Earlier last year, when the spillovers from the pandemic produced unprecedented negative economic shocks, activity indicators plummeted. The global manufacturing Purchasing Managers’ Index (PMI), a survey-based indicator that measures whether several components of activity improved or deteriorated versus the previous month, bottomed at an all-time low of 39.6 in March 2020. Traditionally, an index reading of 50 serves as a threshold to separate contractionary (below 50) from expansionary (above 50) changes in business conditions.
But as major economies gradually re-opened and policymakers supported demand with aggressive stimulus, the global manufacturing PMI improved markedly, suggesting a big thrust from the economic recovery. In fact, the indicator has been in expansion territory for thirteen months in a row now and even reached all-time highs of 56 in May 2021.
While the latest print of 55.4 for the global manufacturing PMI is rather strong and comfortably within expansion territory, there are signs that growth has peaked and that the global economic recovery is set to moderate moving forward. Our analysis delves into the latest global PMI print and the three main reasons why it is suggesting that peak global recovery is behind us.
First, while still in expansionary territory, the manufacturing PMIs of all major economies (US, Euro area and China) have been losing momentum, slowing from their recent peaks over the last few months. The US and China, who led the global recovery process after the Great Pandemic Recession, are ahead in this process, with PMI prints declining significantly in the US and closing-in to the 50 neutral level in China. The Euro area, who lagged the leaders in the recovery process, is just starting to slow down.

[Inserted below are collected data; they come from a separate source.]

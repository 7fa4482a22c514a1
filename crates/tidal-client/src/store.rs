use std::collections::HashMap;
use std::fs;
use std::path::{Path, PathBuf};
use std::sync::{Arc, Mutex};

use tidal_core::session_keys::{ACCESS_TOKEN, REFRESH_TOKEN};
use tracing::{debug, warn};

use crate::config::{ClientConfig, TokenStoreKind};
use crate::error::StoreError;

/// Domain-scoped key-value storage for session credentials.
pub trait TokenStore: Send + Sync {
    fn get(&self, name: &str) -> Result<Option<String>, StoreError>;
    fn set(&self, name: &str, value: &str) -> Result<(), StoreError>;
    fn remove(&self, name: &str) -> Result<(), StoreError>;
}

fn scoped_key(domain: &str, name: &str) -> String {
    format!("{domain}::{name}")
}

#[derive(Debug, Default)]
pub struct MemoryTokenStore {
    domain: String,
    entries: Mutex<HashMap<String, String>>,
}

impl MemoryTokenStore {
    pub fn new(domain: &str) -> Self {
        Self {
            domain: domain.to_string(),
            entries: Mutex::new(HashMap::new()),
        }
    }

    fn entries(&self) -> Result<std::sync::MutexGuard<'_, HashMap<String, String>>, StoreError> {
        self.entries
            .lock()
            .map_err(|_| StoreError::Unavailable("failed to lock memory store".to_string()))
    }
}

impl TokenStore for MemoryTokenStore {
    fn get(&self, name: &str) -> Result<Option<String>, StoreError> {
        Ok(self.entries()?.get(&scoped_key(&self.domain, name)).cloned())
    }

    fn set(&self, name: &str, value: &str) -> Result<(), StoreError> {
        self.entries()?
            .insert(scoped_key(&self.domain, name), value.to_string());
        Ok(())
    }

    fn remove(&self, name: &str) -> Result<(), StoreError> {
        self.entries()?.remove(&scoped_key(&self.domain, name));
        Ok(())
    }
}

/// Credentials kept in the platform keychain under the `tidal` service.
pub struct KeyringTokenStore {
    service: String,
    domain: String,
}

impl KeyringTokenStore {
    pub fn new(domain: &str) -> Self {
        Self {
            service: "tidal".to_string(),
            domain: domain.to_string(),
        }
    }

    fn entry(&self, name: &str) -> Result<keyring::Entry, StoreError> {
        keyring::Entry::new(&self.service, &scoped_key(&self.domain, name))
            .map_err(|err| StoreError::Unavailable(format!("failed to access keyring: {err}")))
    }
}

impl TokenStore for KeyringTokenStore {
    fn get(&self, name: &str) -> Result<Option<String>, StoreError> {
        match self.entry(name)?.get_password() {
            Ok(value) => Ok(Some(value)),
            Err(keyring::Error::NoEntry) => Ok(None),
            Err(err) => Err(StoreError::Unavailable(format!(
                "failed to load {name} for domain '{}': {err}",
                self.domain
            ))),
        }
    }

    fn set(&self, name: &str, value: &str) -> Result<(), StoreError> {
        self.entry(name)?
            .set_password(value)
            .map_err(|err| StoreError::Unavailable(format!("failed to store {name}: {err}")))?;
        debug!(domain = %self.domain, name, "stored credential in keyring");
        Ok(())
    }

    fn remove(&self, name: &str) -> Result<(), StoreError> {
        match self.entry(name)?.delete_password() {
            Ok(()) | Err(keyring::Error::NoEntry) => Ok(()),
            Err(err) => {
                warn!(domain = %self.domain, name, "failed to delete credential: {err}");
                Ok(())
            }
        }
    }
}

/// JSON file holding credentials for every domain, for hosts without a
/// keychain.
pub struct FileTokenStore {
    path: PathBuf,
    domain: String,
    lock: Mutex<()>,
}

type FileEntries = HashMap<String, HashMap<String, String>>;

impl FileTokenStore {
    pub fn new(path: impl Into<PathBuf>, domain: &str) -> Self {
        Self {
            path: path.into(),
            domain: domain.to_string(),
            lock: Mutex::new(()),
        }
    }

    fn read(&self) -> Result<FileEntries, StoreError> {
        if !self.path.exists() {
            return Ok(HashMap::new());
        }
        let contents = fs::read_to_string(&self.path)
            .map_err(|err| StoreError::Unavailable(format!("{}: {err}", self.path.display())))?;
        if contents.trim().is_empty() {
            return Ok(HashMap::new());
        }
        serde_json::from_str(&contents)
            .map_err(|err| StoreError::Corrupted(format!("{}: {err}", self.path.display())))
    }

    fn write(&self, entries: &FileEntries) -> Result<(), StoreError> {
        if let Some(parent) = self.path.parent() {
            fs::create_dir_all(parent)
                .map_err(|err| StoreError::Unavailable(format!("{}: {err}", parent.display())))?;
        }
        let contents = serde_json::to_string_pretty(entries)
            .map_err(|err| StoreError::Corrupted(err.to_string()))?;
        fs::write(&self.path, contents)
            .map_err(|err| StoreError::Unavailable(format!("{}: {err}", self.path.display())))
    }

    fn update<F>(&self, apply: F) -> Result<(), StoreError>
    where
        F: FnOnce(&mut HashMap<String, String>),
    {
        let _guard = self
            .lock
            .lock()
            .map_err(|_| StoreError::Unavailable("failed to lock token file".to_string()))?;
        let mut entries = self.read()?;
        apply(entries.entry(self.domain.clone()).or_default());
        entries.retain(|_, values| !values.is_empty());
        self.write(&entries)
    }
}

impl TokenStore for FileTokenStore {
    fn get(&self, name: &str) -> Result<Option<String>, StoreError> {
        let _guard = self
            .lock
            .lock()
            .map_err(|_| StoreError::Unavailable("failed to lock token file".to_string()))?;
        Ok(self
            .read()?
            .get(&self.domain)
            .and_then(|values| values.get(name))
            .cloned())
    }

    fn set(&self, name: &str, value: &str) -> Result<(), StoreError> {
        self.update(|values| {
            values.insert(name.to_string(), value.to_string());
        })
    }

    fn remove(&self, name: &str) -> Result<(), StoreError> {
        self.update(|values| {
            values.remove(name);
        })
    }
}

/// Backend selected by `config.token_store`; `file_path` is only used by the
/// file backend.
pub fn store_for(config: &ClientConfig, file_path: &Path) -> Arc<dyn TokenStore> {
    let domain = config.token_domain.as_str();
    match config.token_store {
        TokenStoreKind::Memory => Arc::new(MemoryTokenStore::new(domain)),
        TokenStoreKind::File => Arc::new(FileTokenStore::new(file_path, domain)),
        TokenStoreKind::Keyring => Arc::new(KeyringTokenStore::new(domain)),
    }
}

/// Typed view over a [`TokenStore`] for the session's own entries.
#[derive(Clone)]
pub struct SessionTokens {
    store: Arc<dyn TokenStore>,
    extra_keys: Vec<String>,
}

impl SessionTokens {
    pub fn new(store: Arc<dyn TokenStore>, extra_keys: Vec<String>) -> Self {
        Self { store, extra_keys }
    }

    pub fn access_token(&self) -> Result<Option<String>, StoreError> {
        Ok(self
            .store
            .get(ACCESS_TOKEN)?
            .filter(|value| !value.trim().is_empty()))
    }

    pub fn refresh_token(&self) -> Result<Option<String>, StoreError> {
        Ok(self
            .store
            .get(REFRESH_TOKEN)?
            .filter(|value| !value.trim().is_empty()))
    }

    pub fn store_access_token(&self, token: &str) -> Result<(), StoreError> {
        self.store.set(ACCESS_TOKEN, token)
    }

    pub fn store_refresh_token(&self, token: &str) -> Result<(), StoreError> {
        self.store.set(REFRESH_TOKEN, token)
    }

    /// Removes every session entry; failures are logged and the remaining
    /// entries are still attempted.
    pub fn clear(&self) {
        let keys = [ACCESS_TOKEN, REFRESH_TOKEN]
            .into_iter()
            .chain(self.extra_keys.iter().map(String::as_str));
        for key in keys {
            if let Err(err) = self.store.remove(key) {
                warn!(event = "session_clear_failed", key, error = %err);
            }
        }
        debug!(event = "session_cleared");
    }
}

Second, the Covid-19 Delta variant is taking its toll on manufacturing in some emerging Asia economies, particularly the Association of Southeast Asian Nations (ASEAN). A surge of new Delta cases in ASEAN is leading to more social-distancing measures and a sudden economic contraction in several countries, including Indonesia, Malaysia, Vietnam and Thailand.
Third, Covid-19 related supply constraints in several industries continue to contain manufacturing growth in several economies, including industrial powerhouses such as the US, China and parts of central Europe. In fact, despite a decline from extreme highs for global new orders, other components of PMI surveys are indicating that suppliers’ delivery times continue to lengthen. Supply constraints include low inventory levels as well as bottlenecks and other Covid-related disruptions in manufacturing output and transportation infrastructure, such as ports, containers, and logistic networks. The Asian supply chain is particularly affected, causing knock-on effects in other manufacturing exporters. There is still a large backlog of orders for manufacturers to deliver on over the next quarters, but we expect that supply constraints will only ease meagninfully by mid-2022, the time when key industries are expected to be operating at normalized capacity. This will put a cap on global manufacturing growth for the rest of the year.
All in all, the global manufacturing PMI is still pointing to a continued recovery, but the “second derivative” or rate of change of the recovery is slowing. The slowdown has been driven by both a normalization of demand in major economies and global headwinds such as the Delta variant as well as supply constraints.